When Bond Funds Make Sense

As you may know, fixed income is integral component to most properly allocated portfolio. In certain cases, it may make up more than half of the portfolios of an investor saving for retirement. As with equities, fixed-income investing offers many different vehicles and strategies. The focus for investors in this space may be fixed on the choice between purchasing individual bonds or bond funds.

Often, investors who choose individual bonds will construct a ladder, or purchase several bonds with varying maturities to create a constant flow of income as these bonds mature. Some investors may choose to forgo this laddering technique in favor of funds, either ETF's or actively managed Mutual Funds, to obtain their fixed income exposure. Still others may choose to combine these strategies in their approach. Determining what fit is right for you can be simplified by examining specific criteria important to you.

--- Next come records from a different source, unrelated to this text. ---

use std::collections::HashMap;

use async_trait::async_trait;
use chrono::{DateTime, Utc};
use serde_json::Value;
use sqlx::types::Json;
use sqlx::PgPool;

use super::{Session, SessionStore};
use crate::Result;

/// Sessions in the `sessions` table, data as JSONB.
#[derive(Clone)]
pub struct PgSessionStore { pool: PgPool }

#[derive(sqlx::FromRow)]
struct SessionRow { id: String, data: Json<HashMap<String, Value>>, expiry_date: DateTime<Utc> }

impl PgSessionStore {
    pub fn new(pool: PgPool) -> Self { Self { pool } }
}

#[async_trait]
impl SessionStore for PgSessionStore {
    async fn load(&self, id: &str) -> Result<Option<Session>> {
        let row = sqlx::query_as::<_, SessionRow>("SELECT id, data, expiry_date FROM sessions WHERE id = $1 AND expiry_date > NOW()")
            .bind(id).fetch_optional(&self.pool).await?;
        Ok(row.map(|r| Session::from_parts(r.id, r.data.0, r.expiry_date)))
    }

    async fn save(&self, session: &Session) -> Result<()> {
        sqlx::query("INSERT INTO sessions (id, data, expiry_date) VALUES ($1, $2, $3) ON CONFLICT (id) DO UPDATE SET data = EXCLUDED.data, expiry_date = EXCLUDED.expiry_date")
            .bind(session.id()).bind(Json(session.data())).bind(session.expires_at())
            .execute(&self.pool).await?;
        Ok(())
    }

    async fn delete(&self, id: &str) -> Result<()> {
        sqlx::query("DELETE FROM sessions WHERE id = $1").bind(id).execute(&self.pool).await?;
        Ok(())
    }

    async fn purge_expired(&self) -> Result<u64> {
        let done = sqlx::query("DELETE FROM sessions WHERE expiry_date <= NOW()").execute(&self.pool).await?;
        Ok(done.rows_affected())
    }
}
//! Value Objects for the storefront

use rust_decimal::Decimal;
use serde::{Deserialize, Serialize};
use std::fmt;
use std::str::FromStr;
use uuid::Uuid;

macro_rules! uuid_id {
    ($(#[$meta:meta])* $name:ident) => {
        $(#[$meta])*
        #[derive(Clone, Copy, Debug, PartialEq, Eq, Hash, PartialOrd, Ord, Serialize, Deserialize)]
        #[serde(transparent)]
        pub struct $name(Uuid);

        impl $name {
            pub fn new() -> Self { Self(Uuid::now_v7()) }
            pub fn from_uuid(id: Uuid) -> Self { Self(id) }
            pub fn as_uuid(&self) -> Uuid { self.0 }
        }

        impl Default for $name { fn default() -> Self { Self::new() } }

        impl From<Uuid> for $name { fn from(id: Uuid) -> Self { Self(id) } }

        impl FromStr for $name {
            type Err = uuid::Error;
            fn from_str(s: &str) -> Result<Self, Self::Err> { Uuid::parse_str(s).map(Self) }
        }

        impl fmt::Display for $name {
            fn fmt(&self, f: &mut fmt::Formatter<'_>) -> fmt::Result { write!(f, "{}", self.0) }
        }
    };
}

uuid_id!(
    /// Catalog product identifier; the cart key for a line.
    ProductId
);
uuid_id!(CategoryId);
uuid_id!(CouponId);

/// Unit price. Never negative, at most two decimal places and below
/// 100,000,000 (the `NUMERIC(10, 2)` column); serialized as an exact decimal string.
#[derive(Clone, Copy, Debug, Default, PartialEq, Eq, PartialOrd, Ord, Hash, Serialize, Deserialize)]
#[serde(try_from = "Decimal", into = "Decimal")]
pub struct Price(Decimal);

impl Price {
    pub const MAX_SCALE: u32 = 2;

    /// Largest storable price, 99,999,999.99.
    pub fn max() -> Decimal { Decimal::new(9_999_999_999, 2) }

    pub fn new(amount: Decimal) -> Result<Self, PriceError> {
        if amount.is_sign_negative() && !amount.is_zero() { return Err(PriceError::Negative); }
        if amount.normalize().scale() > Self::MAX_SCALE { return Err(PriceError::TooPrecise); }
        if amount > Self::max() { return Err(PriceError::TooLarge); }
        Ok(Self(amount))
    }
    pub fn zero() -> Self { Self(Decimal::ZERO) }
    pub fn amount(&self) -> Decimal { self.0 }
    /// `None` on overflow.
    pub fn times(&self, quantity: u32) -> Option<Decimal> { self.0.checked_mul(Decimal::from(quantity)) }
}

impl TryFrom<Decimal> for Price {
    type Error = PriceError;
    fn try_from(amount: Decimal) -> Result<Self, Self::Error> { Self::new(amount) }
}

impl From<Price> for Decimal {
    fn from(price: Price) -> Self { price.0 }
}

impl FromStr for Price {
    type Err = PriceError;
    fn from_str(s: &str) -> Result<Self, Self::Err> {
        let amount = Decimal::from_str(s.trim()).map_err(|_| PriceError::Unparseable(s.to_string()))?;
        Self::new(amount)
    }
}

impl fmt::Display for Price {
    fn fmt(&self, f: &mut fmt::Formatter<'_>) -> fmt::Result { write!(f, "{}", self.0) }
}

#[derive(Debug, Clone, PartialEq, Eq)] pub enum PriceError { Negative, TooPrecise, TooLarge, Unparseable(String) }
impl std::error::Error for PriceError {}
impl fmt::Display for PriceError {
    fn fmt(&self, f: &mut fmt::Formatter<'_>) -> fmt::Result {
        match self {
            Self::Negative => write!(f, "price must not be negative"),
            Self::TooPrecise => write!(f, "price must have at most {} decimal places", Price::MAX_SCALE),
            Self::TooLarge => write!(f, "price must not exceed {}", Price::max()),
            Self::Unparseable(raw) => write!(f, "'{}' is not a decimal price", raw),
        }
    }
}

Consider whether or not you want to pursue specific asset classes, how much you have to invest, and how likely you are to need to liquidate your investment. Once determined, making the decision to choose bond funds or individual bonds can be less difficult.

Consider Bond Funds When…

You're Looking for Asset Class Exposure.

Bond funds show tremendous advantages in providing investors with exposure to specific asset classes within the fixed-income space. These classes include high-yield bonds, emerging market bonds, foreign bonds, and inflation protected bonds to name a few. In order to dive deeper into fixed-income and specialize in one of these asset classes, one must have considerable skill and expertise in deciding when and where to invest. Pricing can also act as a barrier to the individual investor as larger managers are able to obtain more competitive pricing. As such, it is a good idea to leave this type of investing to professionals with the requisite skill-sets. Smaller bid-ask spreads, and greater expertise make Bond Funds the right move when looking for specific asset classes.

There's Little to Invest.

It is often difficult for investors to create the diversification they seek because there is limited investment capital available. Individual bonds are expensive relative to other investments such as individual equities and ETF's as many price at $10,000 and above. With less than $100-200K to invest in fixed-income, investors are likely not able to effectively diversify a bond portfolio. In this case, investment in Bond Funds may be a more appropriate measure. Bond funds offer low costs and the ability to add smaller dollar increments to each investment over time. This allows investors with smaller dollar amounts allocated to the fixed-income portion of their portfolios to buy into funds that can actively manage bond ladders for them.

There May Soon be Cash Needs.

Liquidity is another advantage to utilizing bond funds. Funds offer increased liquidity to investors compared to individual bonds and may even be cheaper to buy and sell. Selling individual bonds could also drastically reduce overall returns. Bond funds also benefit those investors who periodically rebalance their portfolios by eliminating the need to sell individual securities. Executing trades within mutual funds and ETFs is far easier and more straightforward than liquidating individual bonds that may have large bid-ask spreads. This ease of use is particularly attractive to those investors with smaller dollar amounts to invest in fixed income.